Stopping at the line that holds "worker runtime —", repeat the lines below exactly, starting from the very first and including that final line.
== == ==
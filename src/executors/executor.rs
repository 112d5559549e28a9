//! # Executor contract and task validators.
//!
//! An [`Executor`] is user code keyed by task type that performs the actual
//! work. Executors are immutable after registration and shared-read
//! (`Arc<dyn Executor>`) between the controller and every worker runtime —
//! they are stateless by contract.
//!
//! ## Contract
//! - `exec` performs one attempt; the runtime races it against the task's
//!   timeout, so long-running executors need no timekeeping of their own.
//! - `validation_schema` gates dispatch: every validator must return `true`
//!   before the task is handed to a worker.
//! - `retry_schema` lists substring patterns; an attempt error whose message
//!   contains one is eligible for retry.
//! - The hooks (`on_complete`, `on_failure`, `save_result`) default to
//!   no-ops; `save_result` additionally receives the store adapter so an
//!   executor can persist derived artifacts.

use std::borrow::Cow;
use std::sync::Arc;

use async_trait::async_trait;

use crate::error::{AdapterError, ExecError};
use crate::store::StoreAdapter;
use crate::tasks::{Task, TaskResult};

/// Named predicate over a task, used by validation schemas.
///
/// ```
/// use anqueue::{Task, Validator};
///
/// let has_data = Validator::new("has_data", |t: &Task| !t.data.is_null());
/// assert!(!has_data.check(&Task::new("t", "x")));
/// ```
#[derive(Clone)]
pub struct Validator {
    name: Cow<'static, str>,
    check: Arc<dyn Fn(&Task) -> bool + Send + Sync>,
}

impl Validator {
    /// Creates a named validator from a predicate.
    pub fn new(
        name: impl Into<Cow<'static, str>>,
        check: impl Fn(&Task) -> bool + Send + Sync + 'static,
    ) -> Self {
        Self {
            name: name.into(),
            check: Arc::new(check),
        }
    }

    /// The validator's name, used in failure reasons and removal warnings.
    pub fn name(&self) -> &str {
        &self.name
    }

    /// Runs the predicate.
    pub fn check(&self, task: &Task) -> bool {
        (self.check)(task)
    }
}

impl std::fmt::Debug for Validator {
    fn fmt(&self, f: &mut std::fmt::Formatter<'_>) -> std::fmt::Result {
        f.debug_struct("Validator").field("name", &self.name).finish()
    }
}

/// Outcome of running a task through a validation schema.
#[derive(Debug, Clone, PartialEq, Eq)]
pub struct Validation {
    /// True when every validator returned `true`.
    pub passed: bool,
    /// Identifies the first failing validator when `passed` is false.
    pub reason: Option<String>,
}

impl Validation {
    /// A passing outcome.
    pub fn passed() -> Self {
        Self {
            passed: true,
            reason: None,
        }
    }

    /// A failing outcome with the given reason.
    pub fn failed(reason: impl Into<String>) -> Self {
        Self {
            passed: false,
            reason: Some(reason.into()),
        }
    }
}

/// User-supplied work implementation for one task type.
#[async_trait]
pub trait Executor: Send + Sync + 'static {
    /// The task type this executor was instantiated for.
    fn task_type(&self) -> &str;

    /// Ordered predicates a task must satisfy before dispatch.
    fn validation_schema(&self) -> Vec<Validator> {
        Vec::new()
    }

    /// Substring patterns that make an attempt error retryable.
    fn retry_schema(&self) -> Vec<String> {
        Vec::new()
    }

    /// Performs one attempt of the task's work.
    async fn exec(&self, task: &Task) -> Result<TaskResult, ExecError>;

    /// Invoked on the worker after a non-throwing attempt, before the reply
    /// is sent.
    async fn on_complete(
        &self,
        _task: &Task,
        _result: &TaskResult,
        _db: Option<Arc<dyn StoreAdapter>>,
    ) {
    }

    /// Invoked on the worker after a failed attempt, before the reply is
    /// sent.
    async fn on_failure(
        &self,
        _task: &Task,
        _last_result: Option<&TaskResult>,
        _error: &ExecError,
        _db: Option<Arc<dyn StoreAdapter>>,
    ) {
    }

    /// Invoked on the controller after the task row was persisted, with the
    /// attached adapter. Default is a no-op.
    async fn save_result(
        &self,
        _task: &Task,
        _result: &TaskResult,
        _adapter: Arc<dyn StoreAdapter>,
    ) -> Result<(), AdapterError> {
        Ok(())
    }
}

#[cfg(test)]
mod tests {
    use super::*;

    #[test]
    fn validator_reports_name() {
        let v = Validator::new("priority_nonnegative", |t: &Task| t.priority >= 0);
        assert_eq!(v.name(), "priority_nonnegative");
        assert!(v.check(&Task::new("t", "x")));
        assert!(!v.check(&Task::new("t", "x").with_priority(-1)));
    }

    #[test]
    fn validation_outcomes() {
        assert!(Validation::passed().passed);
        let failed = Validation::failed("validator 'x' (#0) returned false");
        assert!(!failed.passed);
        assert!(failed.reason.unwrap().contains("#0"));
    }
}
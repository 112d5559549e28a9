//! # Worker: the parent-side handle around a runtime.
//!
//! The controller never touches a runtime directly — it goes through the
//! handle, which owns the request channel, the cancellation token, an abort
//! handle, and the staleness-tolerant info cache.
//!
//! ## Info cache
//! `cached_info` is a `tokio::sync::watch` cell: the reply listener writes
//! every [`WorkerInfo`](crate::WorkerInfo) reply into it, the scheduler
//! reads it without locking, and `None` means "never polled — do not
//! consider available". Readers tolerate staleness up to the refresh
//! interval.
//!
//! ## Rules
//! - [`Worker::send`] drops the message (with a warn) when the runtime has
//!   exited; it never blocks.
//! - [`Worker::get_info`] is a request/response with a deadline; a reply
//!   arriving through the listener wakes it.
//! - [`Worker::close`] marks the handle closing first, so supervision
//!   classifies the exit as clean.

use std::sync::atomic::{AtomicBool, Ordering};
use std::time::{Duration, Instant};

use tokio::sync::{mpsc, watch};
use tokio::task::AbortHandle;
use tokio::time;
use tokio_util::sync::CancellationToken;
use tracing::warn;

use crate::error::QueueError;
use crate::workers::message::{WorkerEnv, WorkerInfo, WorkerRequest};

/// Parent-side handle to one worker runtime.
pub struct Worker {
    id: String,
    env: WorkerEnv,
    requests: mpsc::UnboundedSender<WorkerRequest>,
    shutdown: CancellationToken,
    abort: AbortHandle,
    /// Shared with the runtime; cancelling it drops in-flight executions
    /// and turns their pending replies into error reports.
    inflight: CancellationToken,
    info_tx: watch::Sender<Option<WorkerInfo>>,
    info_rx: watch::Receiver<Option<WorkerInfo>>,
    closing: AtomicBool,
    info_timeout: Duration,
    created: Instant,
}

impl Worker {
    /// Wraps a spawned runtime. Called by the manager.
    pub(crate) fn new(
        id: String,
        env: WorkerEnv,
        requests: mpsc::UnboundedSender<WorkerRequest>,
        shutdown: CancellationToken,
        abort: AbortHandle,
        inflight: CancellationToken,
        info_timeout: Duration,
    ) -> Self {
        let (info_tx, info_rx) = watch::channel(None);
        Self {
            id,
            env,
            requests,
            shutdown,
            abort,
            inflight,
            info_tx,
            info_rx,
            closing: AtomicBool::new(false),
            info_timeout,
            created: Instant::now(),
        }
    }

    /// The worker's stable id.
    pub fn id(&self) -> &str {
        &self.id
    }

    /// The environment bindings the runtime was spawned with.
    pub fn env(&self) -> &WorkerEnv {
        &self.env
    }

    /// The runtime's concurrency cap.
    pub fn max_concurrent_tasks(&self) -> u32 {
        self.env.max_task_load
    }

    /// Time since the handle was created.
    pub fn age(&self) -> Duration {
        self.created.elapsed()
    }

    /// Forwards a message to the runtime.
    ///
    /// Returns `false` (after a warn) when the runtime has exited and the
    /// channel is closed; the message is dropped.
    pub fn send(&self, request: WorkerRequest) -> bool {
        if self.requests.send(request).is_err() {
            warn!(worker_id = %self.id, "dropping message for closed worker");
            return false;
        }
        true
    }

    /// Most recent info snapshot, or `None` if the worker was never polled.
    pub fn cached_info(&self) -> Option<WorkerInfo> {
        self.info_rx.borrow().clone()
    }

    /// Requests fresh info from the runtime, waiting up to the configured
    /// deadline. Updates the cache on success.
    pub async fn get_info(&self) -> Result<WorkerInfo, QueueError> {
        let mut rx = self.info_rx.clone();
        rx.mark_unchanged();
        if !self.send(WorkerRequest::GetWorkerInfo) {
            return Err(QueueError::WorkerClosed {
                worker_id: self.id.clone(),
            });
        }
        match time::timeout(self.info_timeout, rx.changed()).await {
            Err(_) => Err(QueueError::InfoTimeout {
                worker_id: self.id.clone(),
                timeout: self.info_timeout,
            }),
            Ok(Err(_)) => Err(QueueError::WorkerClosed {
                worker_id: self.id.clone(),
            }),
            Ok(Ok(())) => rx.borrow().clone().ok_or(QueueError::WorkerClosed {
                worker_id: self.id.clone(),
            }),
        }
    }

    /// Writes an info reply into the cache. Called by the reply listener.
    pub(crate) fn record_info(&self, info: WorkerInfo) {
        let _ = self.info_tx.send(Some(info));
    }

    /// True once `close` has been called.
    pub fn is_closing(&self) -> bool {
        self.closing.load(Ordering::Acquire)
    }

    /// Shuts the runtime down.
    ///
    /// Graceful close cancels the shutdown token and lets the loop and any
    /// in-flight executions drain; `force` additionally drops in-flight
    /// executions (their pending replies become error reports) and aborts
    /// the runtime task. Either way supervision treats the exit as clean.
    pub fn close(&self, force: bool) {
        self.closing.store(true, Ordering::Release);
        self.shutdown.cancel();
        if force {
            self.inflight.cancel();
            self.abort.abort();
        }
    }

    /// Aborts the runtime *without* marking the handle closing, so
    /// supervision sees a crash. In-flight executions are lost and reported
    /// as errors. Simulates abrupt termination.
    pub fn kill(&self) {
        self.inflight.cancel();
        self.abort.abort();
    }

    /// Drops in-flight executions; their pending replies become error
    /// reports. Called by supervision on any crash path.
    pub(crate) fn cancel_inflight(&self) {
        self.inflight.cancel();
    }

    /// The shutdown token shared with the runtime and its service loops.
    pub(crate) fn shutdown_token(&self) -> &CancellationToken {
        &self.shutdown
    }
}

impl std::fmt::Debug for Worker {
    fn fmt(&self, f: &mut std::fmt::Formatter<'_>) -> std::fmt::Result {
        f.debug_struct("Worker")
            .field("id", &self.id)
            .field("max_load", &self.env.max_task_load)
            .field("closing", &self.is_closing())
            .finish_non_exhaustive()
    }
}
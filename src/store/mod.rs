//! # Persistence: adapter contract, reference adapter, task store.
//!
//! - [`StoreAdapter`] — the pluggable CRUD + upsert capability
//! - [`TaskRow`] / [`RowFilter`] — the persisted row shape and queries
//! - [`MemoryAdapter`] — map-backed reference implementation
//! - [`TaskStore`] — optional persistence with sync recovery and
//!   upsert-with-fallback semantics
//!
//! The queue never closes an adapter; ownership stays with whoever called
//! [`Queue::set_database`](crate::Queue::set_database).

mod adapter;
mod memory;
mod task_store;

pub use adapter::{RowFilter, StoreAdapter, TaskRow, TASKS_TABLE};
pub use memory::MemoryAdapter;
pub use task_store::TaskStore;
== == ==
• [RESULT]
filename src/executors/executor.rs
repository 112d5559549e28a9
//! # Executor contract and task validators.
//!
//! An [`Executor`] is user code keyed by task type that performs the actual
//! work. Executors are immutable after registration and shared-read
//! (`Arc<dyn Executor>`) between the controller and every worker runtime —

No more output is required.